In what has been hailed as a huge win for Southeast Alaska communities, wildlife, and the climate, the US Forest Service has reinstated Roadless Rule protections across the Tongass rainforest.
The 17 million-acre Tongass National Forrest is the homeland of the Tlingit, Haida, and Tsimshian peoples.
The Trump administration had rolled back the National Roadless Rule for Tongass, stripping America's last great rainforest of vital protections and leaving millions of acres of undeveloped national forest lands at risk. Last week this was reversed in a move applauded by tribal leaders, recreational small-business owners, commercial fishing operators, and conservationists.
The reversal sees federal protection from industrial logging and road-building restored to more than 9.2 million undeveloped acres (over 3,723,109 hectares).
It provides habitat for an abundance of wildlife including grizzly bears, bald eagles, and wolves and is also serves as the United States's largest forest carbon sink; making its protection critical for any US effort to reduce greenhouse gas emissions.
A joint statement from groups including the Organized Village of Kake, Native Movement, Tongass Women's Earth and Climate Action Network, Wild Heritage and many others the decision was welcomed.
Organized Village of Kake president, Joel Jackson, said the Tongass Roadless Rule "is important to everyone".
"The old-growth timber is a carbon sink, one of the best in the world. It's important to our way of life — the streams, salmon, deer, and all the forest animals and plants," he said.
Native Movement environmental justice strategy lead Naawéiyaa Tagaban said the restoration of National Roadless Rule protections for the Tongass National Forest is "a great first step in honoring the voices of the many Tribal Governments and Tribal Citizens who spoke out in favor of Roadless Rule protections for the Tongass".

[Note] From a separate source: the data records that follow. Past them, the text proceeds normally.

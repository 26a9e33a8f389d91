//! Text handling for ZPL payloads
//!
//! ZPL is a plain-text command language with two sharp edges:
//! - `^` and `~` start commands anywhere in the stream, so they must
//!   never appear inside operator-supplied field data
//! - printers consume single-byte text, so the finished program is
//!   encoded to Windows-1252 before it touches a wire

/// Strip characters that would break out of a `^FD` field
///
/// Removes the ZPL command prefixes (`^`, `~`) and any control
/// characters. Everything else passes through unchanged.
pub fn sanitize_field(data: &str) -> String {
    data.chars()
        .filter(|c| *c != '^' && *c != '~' && !c.is_control())
        .collect()
}

/// Encode a finished ZPL program for the wire
///
/// Windows-1252 is an exact superset of printable ASCII, so command
/// characters are single-byte-clean; accented label text maps to the
/// printer's single-byte code page. Unmappable characters are replaced
/// by the encoder.
pub fn encode_wire(zpl: &str) -> Vec<u8> {
    let (bytes, _, _) = encoding_rs::WINDOWS_1252.encode(zpl);
    bytes.into_owned()
}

"We are grateful to the Biden administration for taking this first step toward long-term protections for the Tongass," he said.
"We hope that going forward true long-term protections will be established that do not rely on a rule which can be changed at the whim of a presidential administration. The administration must look to Tribal Sovereignty and Indigenous stewardship as the true long-term solution for protections in the Tongass.

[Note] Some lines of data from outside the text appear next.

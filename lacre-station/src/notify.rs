//! Operator notifications
//!
//! Notifications are the operator-facing outcome channel: every
//! workflow result is published exactly once through a
//! [`NotificationSink`]. Tracing remains the diagnostic channel; a UI
//! embedding the station renders notifications as toasts, the CLI prints
//! them.

use std::sync::Mutex;

use serde::Serialize;

/// How the operator should read a notification
#[derive(Debug, Clone, Copy, PartialEq, Eq, Serialize)]
#[serde(rename_all = "lowercase")]
pub enum Severity {
    Info,
    Success,
    Warning,
    Error,
}

/// One operator-visible outcome
#[derive(Debug, Clone, PartialEq, Serialize)]
pub struct Notification {
    pub severity: Severity,
    pub message: String,
}

impl Notification {
    pub fn info(message: impl Into<String>) -> Self {
        Self {
            severity: Severity::Info,
            message: message.into(),
        }
    }

    pub fn success(message: impl Into<String>) -> Self {
        Self {
            severity: Severity::Success,
            message: message.into(),
        }
    }

    pub fn warning(message: impl Into<String>) -> Self {
        Self {
            severity: Severity::Warning,
            message: message.into(),
        }
    }

    pub fn error(message: impl Into<String>) -> Self {
        Self {
            severity: Severity::Error,
            message: message.into(),
        }
    }
}

/// Where notifications go
pub trait NotificationSink: Send + Sync {
    fn publish(&self, notification: Notification);
}

/// Sink that forwards notifications to the tracing subscriber
///
/// Severity maps onto log levels, so a headless deployment still sees
/// every outcome.
#[derive(Debug, Default)]
pub struct TracingSink;

impl NotificationSink for TracingSink {
    fn publish(&self, notification: Notification) {
        match notification.severity {
            Severity::Info | Severity::Success => {
                tracing::info!(message = %notification.message, "notification")
            }
            Severity::Warning => {
                tracing::warn!(message = %notification.message, "notification")
            }
            Severity::Error => {
                tracing::error!(message = %notification.message, "notification")
            }
        }
    }
}

/// Sink that records notifications in memory
///
/// For tests and embedders that drain outcomes themselves.
#[derive(Debug, Default)]
pub struct MemorySink {
    published: Mutex<Vec<Notification>>,
}

impl MemorySink {
    pub fn new() -> Self {
        Self::default()
    }

    /// Take all notifications published so far
    pub fn drain(&self) -> Vec<Notification> {
        let mut published = self.published.lock().unwrap_or_else(|e| e.into_inner());
        std::mem::take(&mut *published)
    }
}

impl NotificationSink for MemorySink {
    fn publish(&self, notification: Notification) {
        self.published
            .lock()
            .unwrap_or_else(|e| e.into_inner())
            .push(notification);
    }
}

"Tlingit, Haida, and Tsimshian people have lived in and managed the Tongass national forest for generations, true protections will look like the restoration of lands into Indigenous ownership."
Women's Earth and Climate Action Network Tongass coordinator, Wanda Culp, said the Tongass Forest is homeland to countless indigenous family species.
"The Tongass National Forest in Alaska is a national treasure, stored wealth, as is each of America's Public Forests. They should always be handled as the treasures they are — cherished and saved to enable our future generations to breathe fresh air," she said.
Environment America Research and Policy Center public lands campaign director Ellen Montgomery noted that the 9. Million acre roadless area had been protected from logging from 2001 until the Trump administration tore down the conservation measure.
"Now that this Trump era rollback has been restored, it's time for the Biden administration to move to increase protection from logging for all old and mature forests across the entire country," she said.